The Perlegen Genotype Code

Well, we've come one step closer to Baudrillard's concept of human as code. Perlegen Sciences revealed today "a map of genetic variation across populations." (Guterman, The Chronicle of Higher Education, http://chronicle.com/prm/daily/2005/02/2005021805n.htm) The map suggests that "many diseases and medicines affect people differently, at least in part because of variation in genes. " (Guterman)

While the media suggests that there is an initial fear that this data will perpetrate some racial stereotypes, Perlegen Sciences suggests otherwise saying that "71 individuals do not represent all of the genetic diversity of their races, and that genetic differences would exist between any two small groups of people."

Perlegen even called their research a "'bar code' to predict the susceptibility of a given person to cancer, for instance, or whether a drug would lower an individual's blood pressure." (Guterman)

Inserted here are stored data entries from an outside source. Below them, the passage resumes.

use anyhow::Result;
use schemars::JsonSchema;
use serde::{Deserialize, Serialize};
use std::collections::BTreeMap;

mod range_key;

pub use range_key::{RangeKey, RangeKeyError};

pub const PROTOCOL_SCHEMA_VERSION: u32 = 1;

#[derive(Debug, Serialize, Deserialize, Clone, Copy, PartialEq, Eq, PartialOrd, Ord, Hash, JsonSchema)]
#[serde(rename_all = "snake_case")]
pub enum SymbolKind {
    DataItem,
    ConditionName,
    File,
    Section,
    Paragraph,
    InlinePerform,
    Program,
}

/// Where a span came from before COPY expansion
#[derive(Debug, Serialize, Deserialize, Clone, PartialEq, Eq, JsonSchema)]
pub struct Origin {
    pub file: String,
    pub line: u32,
}

#[derive(Debug, Serialize, Deserialize, Clone, PartialEq, Eq, JsonSchema)]
pub struct Definition {
    pub unit: String,
    pub kind: SymbolKind,
    pub name: String,
    /// `BALANCE OF CUSTOMER-REC`, or the procedure key
    pub qualified_name: String,
    pub location: RangeKey,
    pub origin: Option<Origin>,
    pub level: Option<u8>,
    pub picture: Option<String>,
}

#[derive(Debug, Serialize, Deserialize, Clone, Copy, PartialEq, Eq, PartialOrd, Ord, Hash, JsonSchema)]
#[serde(rename_all = "snake_case")]
pub enum ReferenceRole {
    Definition,
    Read,
    Write,
    ReadWrite,
    Perform,
    GoTo,
    Call,
    Clause,
}

#[derive(Debug, Serialize, Deserialize, Clone, PartialEq, Eq, JsonSchema)]
pub struct Reference {
    pub unit: String,
    pub name: String,
    pub role: ReferenceRole,
    /// Procedure key the occurrence sits in
    pub procedure: Option<String>,
    pub location: RangeKey,
    pub origin: Option<Origin>,
}

/// Ranking class, best first
#[derive(Debug, Serialize, Deserialize, Clone, Copy, PartialEq, Eq, PartialOrd, Ord, Hash, JsonSchema)]
#[serde(rename_all = "snake_case")]
pub enum MatchKind {
    Exact,
    Prefix,
    Substring,
    Fuzzy,
}

#[derive(Debug, Serialize, Deserialize, Clone, PartialEq, Eq, JsonSchema)]
pub struct SearchHit {
    pub unit: String,
    /// Indexed spelling that matched
    pub text: String,
    pub match_kind: MatchKind,
    pub role: ReferenceRole,
    pub location: RangeKey,
    /// Fuzzy matcher score; `None` for exact/prefix/substring
    pub score: Option<u32>,
}

#[derive(Debug, Serialize, Deserialize, Clone, Copy, PartialEq, Eq, Hash, Default, JsonSchema)]
#[serde(rename_all = "snake_case")]
pub enum GraphDirection {
    #[default]
    Forward,
    Backward,
    Both,
}

#[derive(Debug, Serialize, Deserialize, Clone, PartialEq, Eq, JsonSchema)]
pub struct NodeView {
    /// `UNIT/KEY`
    pub id: String,
    pub unit: String,
    pub key: String,
    pub label: String,
    pub kind: SymbolKind,
    pub location: RangeKey,
    /// Hops from the root
    pub distance: u32,
}

#[derive(Debug, Serialize, Deserialize, Clone, PartialEq, Eq, JsonSchema)]
pub struct EdgeView {
    pub from: String,
    /// Node id when resolved, otherwise the written target name
    pub to: String,
    pub kind: String,
    pub resolved: bool,
    pub label: String,
    pub location: RangeKey,
}

/// Bounded neighborhood for the presentation layer
#[derive(Debug, Serialize, Deserialize, Clone, PartialEq, Eq, JsonSchema)]
pub struct GraphView {
    /// Every procedure the reference matched; an ambiguous name roots at all of them
    pub roots: Vec<String>,
    pub depth: u32,
    pub direction: GraphDirection,
    pub nodes: Vec<NodeView>,
    pub edges: Vec<EdgeView>,
}

#[derive(Debug, Serialize, Deserialize, Clone, PartialEq, Eq, JsonSchema)]
pub struct DataItemView {
    pub name: String,
    pub qualified_name: String,
    pub level: u8,
    pub picture: Option<String>,
    pub usage: Option<String>,
    pub location: RangeKey,
}

#[derive(Debug, Serialize, Deserialize, Clone, PartialEq, Eq, JsonSchema)]
pub struct DataAccessView {
    pub unit: String,
    pub procedure: String,
    pub item: String,
    pub verb: String,
    pub reads: bool,
    pub writes: bool,
    pub location: RangeKey,
}

/// A procedure plus its direct edges and the data it touches, for the explanation
/// service
#[derive(Debug, Serialize, Deserialize, Clone, PartialEq, Eq, JsonSchema)]
pub struct ProcedureExcerpt {
    pub schema_version: u32,
    pub unit: String,
    pub key: String,
    pub kind: SymbolKind,
    pub location: RangeKey,
    /// Expanded source lines of the procedure plus the context window
    pub source: Vec<String>,
    pub first_line: u32,
    pub outgoing: Vec<EdgeView>,
    pub incoming: Vec<EdgeView>,
    pub data: Vec<DataItemView>,
    pub truncated: bool,
    pub used_chars: usize,
}

#[derive(Debug, Serialize, Deserialize, Clone, PartialEq, Eq, JsonSchema)]
pub struct DiagnosticView {
    pub unit: String,
    pub kind: String,
    pub severity: String,
    pub message: String,
    pub location: RangeKey,
    pub origin: Option<Origin>,
}

#[derive(Debug, Serialize, Deserialize, Clone, PartialEq, Eq, JsonSchema)]
pub struct ProgramDependency {
    pub program: String,
    pub unit: String,
    /// Programs this one CALLs; `unit` is set when the callee is in the corpus
    pub calls: Vec<CallLink>,
    pub called_by: Vec<String>,
    pub copybooks: Vec<String>,
}

#[derive(Debug, Serialize, Deserialize, Clone, PartialEq, Eq, JsonSchema)]
pub struct CallLink {
    pub program: String,
    pub unit: Option<String>,
}

#[derive(Debug, Serialize, Deserialize, Clone, PartialEq, Eq, JsonSchema)]
pub struct UnitSummary {
    pub unit: String,
    pub program: String,
    pub path: Option<String>,
    pub source_lines: u32,
    pub expanded_lines: u32,
    pub statements: u32,
    pub decisions: u32,
    pub data_items: u32,
    pub sections: u32,
    pub paragraphs: u32,
    pub edges: u32,
    pub diagnostics: u32,
    /// low / medium / high
    pub complexity: String,
    pub copybooks: Vec<String>,
    /// Groups of procedures that PERFORM each other
    pub perform_cycles: Vec<Vec<String>>,
}

#[derive(Debug, Serialize, Deserialize, Clone, PartialEq, Eq, JsonSchema)]
pub struct FailedUnitView {
    pub unit: String,
    pub reason: String,
}

#[derive(Debug, Serialize, Deserialize, Clone, PartialEq, Eq, JsonSchema)]
pub struct CorpusStats {
    pub schema_version: u32,
    pub units: usize,
    pub failed: Vec<FailedUnitView>,
    pub procedures: usize,
    pub edges: usize,
    pub data_items: usize,
    pub diagnostics: usize,
    pub terms: usize,
    pub occurrences: usize,
}

#[derive(Debug, Serialize, Deserialize, Clone, PartialEq, Eq, JsonSchema)]
pub struct NameCount {
    pub name: String,
    pub count: usize,
}

#[derive(Debug, Serialize, Deserialize, Clone, Default, PartialEq, Eq, JsonSchema)]
pub struct ComplexityDistribution {
    pub low: usize,
    pub medium: usize,
    pub high: usize,
}

/// Programs bucketed by source lines: <100, 100-499, 500-999, 1000+
#[derive(Debug, Serialize, Deserialize, Clone, Default, PartialEq, Eq, JsonSchema)]
pub struct SizeDistribution {
    pub small: usize,
    pub medium: usize,
    pub large: usize,
    pub very_large: usize,
}

#[derive(Debug, Serialize, Deserialize, Clone, PartialEq, Eq, JsonSchema)]
pub struct CodebaseOverview {
    pub programs: usize,
    pub source_lines: u64,
    pub average_source_lines: u64,
    pub complexity: ComplexityDistribution,
    pub sizes: SizeDistribution,
    /// Distinct COPY members and CALL targets across the corpus
    pub unique_dependencies: usize,
    pub common_dependencies: Vec<NameCount>,
}

#[derive(Debug, Serialize, Deserialize, Clone, PartialEq, Eq, JsonSchema)]
pub struct RelationshipReport {
    /// Program to dependency links, COPY members and CALL targets alike
    pub relationships: usize,
    pub programs_with_dependencies: usize,
    /// Programs that copy nothing and call nothing
    pub isolated_programs: Vec<String>,
    /// Called programs ranked by distinct callers
    pub most_depended_on: Vec<NameCount>,
    pub dependency_graph: BTreeMap<String, Vec<String>>,
}

#[derive(Debug, Serialize, Deserialize, Clone, PartialEq, Eq, JsonSchema)]
pub struct ProgramFigures {
    pub program: String,
    pub unit: String,
    pub source_lines: u32,
    pub complexity: String,
    pub dependencies: usize,
}

/// Programs sharing one dependency set
#[derive(Debug, Serialize, Deserialize, Clone, PartialEq, Eq, JsonSchema)]
pub struct DependencyPattern {
    pub dependencies: Vec<String>,
    pub programs: Vec<String>,
}

#[derive(Debug, Serialize, Deserialize, Clone, PartialEq, Eq, JsonSchema)]
pub struct RefactoringReport {
    pub high_complexity: Vec<ProgramFigures>,
    pub large_programs: Vec<ProgramFigures>,
    pub highly_dependent: Vec<ProgramFigures>,
    pub isolated_programs: Vec<ProgramFigures>,
    pub duplicate_dependencies: Vec<DependencyPattern>,
}

#[derive(Debug, Serialize, Deserialize, Clone, PartialEq, Eq, JsonSchema)]
pub struct AnalyticsReport {
    pub overview: CodebaseOverview,
    pub relationships: RelationshipReport,
    pub refactoring: RefactoringReport,
}

#[derive(Debug, Serialize, Deserialize, Clone, PartialEq, Eq, JsonSchema)]
pub struct ErrorEnvelope {
    pub code: String,
    pub message: String,
    pub hint: Option<String>,
}

/// Serialized size of `value` once its own `used_chars` field is filled in
pub fn finalize_used_chars<T: Serialize>(
    value: &mut T,
    mut set_used: impl FnMut(&mut T, usize),
) -> Result<usize> {
    let mut used = 0usize;
    // the count feeds back into the payload, so iterate to a fixed point
    for _ in 0..8 {
        set_used(value, used);
        let raw = serde_json::to_string(value)?;
        let next = raw.chars().count();
        if next == used {
            return Ok(next);
        }
        used = next;
    }
    set_used(value, used);
    Ok(used)
}

/// Shrink `value` until its JSON fits in `max_chars`
pub fn enforce_max_chars<T: Serialize>(
    value: &mut T,
    max_chars: usize,
    mut set_used: impl FnMut(&mut T, usize),
    mut on_truncate: impl FnMut(&mut T),
    mut shrink: impl FnMut(&mut T) -> bool,
) -> Result<usize> {
    loop {
        let used = finalize_used_chars(value, &mut set_used)?;
        if used <= max_chars {
            return Ok(used);
        }
        on_truncate(value);
        if !shrink(value) {
            anyhow::bail!("payload exceeds budget (used_chars={used}, max_chars={max_chars})");
        }
    }
}

pub fn serialize_json<T: Serialize>(value: &T) -> Result<String> {
    serde_json::to_string_pretty(value).map_err(Into::into)
}

#[cfg(test)]
mod tests {
    use super::*;

    fn excerpt(lines: usize) -> ProcedureExcerpt {
        ProcedureExcerpt {
            schema_version: PROTOCOL_SCHEMA_VERSION,
            unit: "PAYROLL".to_string(),
            key: "MAIN-PARA".to_string(),
            kind: SymbolKind::Paragraph,
            location: RangeKey::new("PAYROLL", 10, 8, 20, 30),
            source: (0..lines).map(|n| format!("           DISPLAY 'LINE {n}'.")).collect(),
            first_line: 10,
            outgoing: Vec::new(),
            incoming: Vec::new(),
            data: Vec::new(),
            truncated: false,
            used_chars: 0,
        }
    }

    #[test]
    fn used_chars_matches_serialized_size() {
        let mut value = excerpt(3);
        let used = finalize_used_chars(&mut value, |v, used| v.used_chars = used).unwrap();
        assert_eq!(value.used_chars, used);
        assert_eq!(serde_json::to_string(&value).unwrap().chars().count(), used);
    }

    #[test]
    fn budget_drops_lines_until_it_fits() {
        let mut value = excerpt(50);
        let used = enforce_max_chars(
            &mut value,
            1_000,
            |v, used| v.used_chars = used,
            |v| v.truncated = true,
            |v| v.source.pop().is_some(),
        )
        .unwrap();
        assert!(used <= 1_000);
        assert!(value.truncated);
        assert!(value.source.len() < 50);
    }

    #[test]
    fn impossible_budget_is_an_error() {
        let mut value = excerpt(1);
        let result = enforce_max_chars(
            &mut value,
            10,
            |v, used| v.used_chars = used,
            |v| v.truncated = true,
            |v| v.source.pop().is_some(),
        );
        assert!(result.is_err());
    }
}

Baudrillard suggests that we cannot truly understand reality. In fact, there is no reality per se, just a code or system of signs of the real that we substitute for the real. As a result, we are encoded to act certain ways or understand the world in certain ways primarily through technology and language. In Simulacra and Simulation, Baudrillard suggests that cloning delineates the human being into code. You are no longer unique or special; you are a series of genetic code that can be exactly replicated and reproduced in every way. Therefore, if an exact clone can be made of you, what qualitatively makes you the real and original person?

This recent discovery by Perlegen Sciences disturbingly accents Baudrillard's idea. We can determine how you will react to medicine and disease. We can map it out and predict it. The map or representation will become more real than your actual existence. You are nothing but prescient code. If you visit the Perlegen website, you can see their genotype browser (http://genome.perlegen.com/browser/index.html) where your race is now visually represented as code.

However, almost as if to stave off the existential desperation that can come across as a result of this discovery (and of course the possible racial implications), Perlegen says that their findings aren't exactly predictable. We could be wrong...but we're also possibly right. Their findings are true...yet untrue...real...yet unreal.

The end of individuality. The end of chance...mystery...the imaginary...reality. The end of humanism.

Thursday, February 17, 2005

The Films of Krzysztof Kieslowski

I was reading The Chronicle of Higher Education this morning (an online journal of higher education [go figure] issues and discussion you can find at http://chronicle.com/), and read an interesting article on the films of Krzystof Kieslowski and the moral philosophy of Charles Taylor (a Canadian btw). I have actually never seen any of Kieslowski's films, that include The Decalogue series and the Three Colours Trilogy (Blue, White, and Red). But after reading this article, I'm highly intrigued to go to Generation X (our local arthouse film store) and find them. Apparently they deal with deeper issues of isolation, subjectivity, community, and morality. Kieslowski's characters search for transcendence, some sense of the divine, and some reason to hold on to metaphysical moral narratives.

Here's an excerpt from that article:

"In his films, Kieslowski raises all sorts of philosophical puzzles, but he does so less through explicit dialogue than through complex artistry -- the silent framing of what initially appear to be isolated objects, the imageless presentation of sound, the tendency toward abstraction in the use of colors and objects, and the subtle interweaving of lives and plots. In those and other ways, Kieslowski's films enhance our appreciation of moral and metaphysical phenomena in ways philosophical argument cannot."